Auf die Revisionen der Angeklagten wird das Urteil des Schwurgerichts bei dem Landgericht Hechingen vom ██████ 1966, soweit sie verurteilt worden sind, mit den Feststellungen aufgehoben.

Die Sache wird insoweit zur neuen Verhandlung und Entscheidung, auch über die Kosten des Rechtsmittels, an das Schwurgericht bei dem Landgericht Ulm/Donau zurückverwiesen.

Die Revisionen der Angeklagten haben mit einer Verfahrensrüge Erfolg.

Als Beschwerde das Schwurgericht bei dem Landgericht Hechingen hatte einen Richter nach § 28 StPO als einen geistig gestörten an den Tagen der Urteilsverkündung im Jahre 1966 angesehen und in einer psychiatrischen Anstalt mit

Gründe

Diese Behauptungen der Revisionen haben sich insofern als richtig erwiesen, als nach dem Ergebnis der angestellten Ermittlungen begründete Bedenken gegen die Verhandlungsfähigkeit des Amtsgerichtsrats Dr. ██ ███████████ für den Tag der Urteilsverkündung bestehen.

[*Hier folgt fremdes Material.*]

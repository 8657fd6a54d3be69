//! JSON codec.
//!
//! Records are objects, collections are arrays, and output is pretty-printed.
//! Polymorphic elements carry no extra metadata: the `kind` field every
//! storage record already has is the discriminator.

use std::sync::Arc;

use crate::codec::Codec;
use crate::error::{DeserializeError, SerializeError};
use crate::format::Format;
use crate::record::KIND_FIELD;
use crate::registry::TypeRegistry;
use crate::shape::{Shape, ShapeKind};
use crate::value::Value;

/// JSON codec.
#[derive(Debug, Clone)]
pub struct JsonCodec {
    registry: Arc<TypeRegistry>,
}

impl JsonCodec {
    pub fn new(registry: Arc<TypeRegistry>) -> Self {
        Self { registry }
    }
}

/// Lift a decoded object into a variant using its `kind` field.
fn tag_variant(shape: Shape, item: Value) -> Result<Value, DeserializeError> {
    let fields = match item {
        Value::Map(fields) => fields,
        other => {
            return Err(DeserializeError::shape(
                format!("{} object", shape.item),
                other.kind_name(),
            ));
        }
    };
    let tag = match fields.iter().find(|(k, _)| k == KIND_FIELD) {
        Some((_, Value::Text(tag))) => tag.clone(),
        Some((_, other)) => {
            return Err(DeserializeError::field_type(KIND_FIELD, "text", other.kind_name()));
        }
        None => return Err(DeserializeError::missing(shape.item, KIND_FIELD)),
    };
    Ok(Value::Variant { tag, fields })
}

impl Codec for JsonCodec {
    fn format(&self) -> Format {
        Format::Json
    }

    fn registry(&self) -> &TypeRegistry {
        &self.registry
    }

    fn write_document(&self, _shape: Shape, value: &Value) -> Result<Vec<u8>, SerializeError> {
        serde_json::to_vec_pretty(value).map_err(|e| SerializeError::Writer(e.to_string()))
    }

    fn read_document(&self, shape: Shape, bytes: &[u8]) -> Result<Value, DeserializeError> {
        let tree: Value = serde_json::from_slice(bytes).map_err(DeserializeError::malformed)?;
        match (shape.kind, tree) {
            (ShapeKind::Record, tree @ Value::Map(_)) => Ok(tree),
            (ShapeKind::PrimitiveList | ShapeKind::RecordList, tree @ Value::List(_)) => Ok(tree),
            (ShapeKind::VariantList, Value::List(items)) => items
                .into_iter()
                .map(|item| tag_variant(shape, item))
                .collect::<Result<Vec<_>, _>>()
                .map(Value::List),
            (_, other) => Err(DeserializeError::shape(shape.to_string(), other.kind_name())),
        }
    }
}
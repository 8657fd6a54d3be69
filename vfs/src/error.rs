use thiserror::Error;

/// Errors that can occur while reading or writing blobs.
#[derive(Debug, Error)]
pub enum VfsError {
    /// No blob is stored under the requested name.
    #[error("not found: {0}")]
    NotFound(String),
    /// An IO error occurred while accessing the backing store.
    #[error("IO error: {0}")]
    Io(#[source] std::io::Error),
    /// The name is invalid (empty, contains `..`, or other normalization failure).
    #[error("invalid path: {0}")]
    InvalidPath(String),
    /// The store does not accept writes.
    #[error("store is read-only")]
    ReadOnly,
}

impl From<std::io::Error> for VfsError {
    fn from(err: std::io::Error) -> Self {
        if err.kind() == std::io::ErrorKind::NotFound {
            VfsError::NotFound(err.to_string())
        } else {
            VfsError::Io(err)
        }
    }
}
use crate::VfsError;

/// A named blob store.
///
/// Stores map names to whole byte buffers. Every call acquires and releases
/// whatever handle the backend needs before returning, so nothing stays open
/// between calls.
///
/// # Read vs Write
///
/// All stores implement `read` and `exists`. `write` defaults to returning
/// [`VfsError::ReadOnly`]; stores that accept writes override it and return
/// `false` from [`is_read_only()`](BlobStore::is_read_only).
///
/// # Names
///
/// Names are normalized with [`normalize`](crate::path::normalize) by every
/// store, so `data\list.json` and `data/list.json` address the same blob.
pub trait BlobStore: Send + Sync {
    /// Read the entire contents of a blob.
    fn read(&self, name: &str) -> Result<Vec<u8>, VfsError>;

    /// Check whether a blob exists.
    fn exists(&self, name: &str) -> Result<bool, VfsError>;

    /// Whether this store rejects writes.
    fn is_read_only(&self) -> bool {
        true
    }

    /// Write a blob, creating it or replacing its previous contents.
    fn write(&self, _name: &str, _data: &[u8]) -> Result<(), VfsError> {
        Err(VfsError::ReadOnly)
    }
}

Auf Grund einer Äußerung des Generalbundesanwalts vom 22. Juni 1967 über die vom Badisch-Württembergischen Justizministerium auf Anfrage des Bundesgerichtshofs in Baden-Württemberg der Universitäts-Nervenklinik Tübingen und der Friedrich-Husemann-Klinik vom 15. September 1966 sowie 16. Februar 1967 in Verbindung mit den Unterbringungsbeschluss des Amtsgerichts vom ██████ März 1966 XIV und der diesem zugrunde liegenden ärztlichen Beurteilung ist der Senat davon überzeugt, dass am 19. ██████ 1966 eine geistige Störung bei Amtsgerichtsrat Dr. ██ von einer Art vorlag, die einen längeren stationären Aufenthalt in Nervenkliniken und deren Beigebrachtem nach heute noch nicht abgeklungen ist. Der Senat ist der Auffassung, dass an den Tagen der Urteilsverkündung, zumindest in einem solchen Umfang, bestanden hat, dass er die Fähigkeit des Richters zur unbeeinträchtigten Wahrnehmung seines Amtes entscheidend beeinträchtigte. Dies nimmt der Senat der offensichtlichen Schwere der Erkrankung in Verbindung mit den Richtern bekundeten Erkrankungen des Amtsgerichtsrats und dessen körperlichen Beschwerden noch vor der Urteilsverkündung an.

Das Gericht hat in diesem Sinne die Vorschrift des § 58 DRiG verkannt (vgl. RGSt. 60, 3/4; BGHSt 16, 194/195; 14, 192/193; 18, 55).

Hiernach muss das angefochtene Urteil im Umfang der Verurteilung der Beschwerdeführer mit den Feststellungen aufgehoben werden. Die Zurückverweisung an ein anderes Schwurgericht beruht auf § 354 Abs. 2 StPO.

Hubner Bundesrichter Dr. Seibert Loddenkemper ist in Urlaub und deshalb unterschriftsverhindert.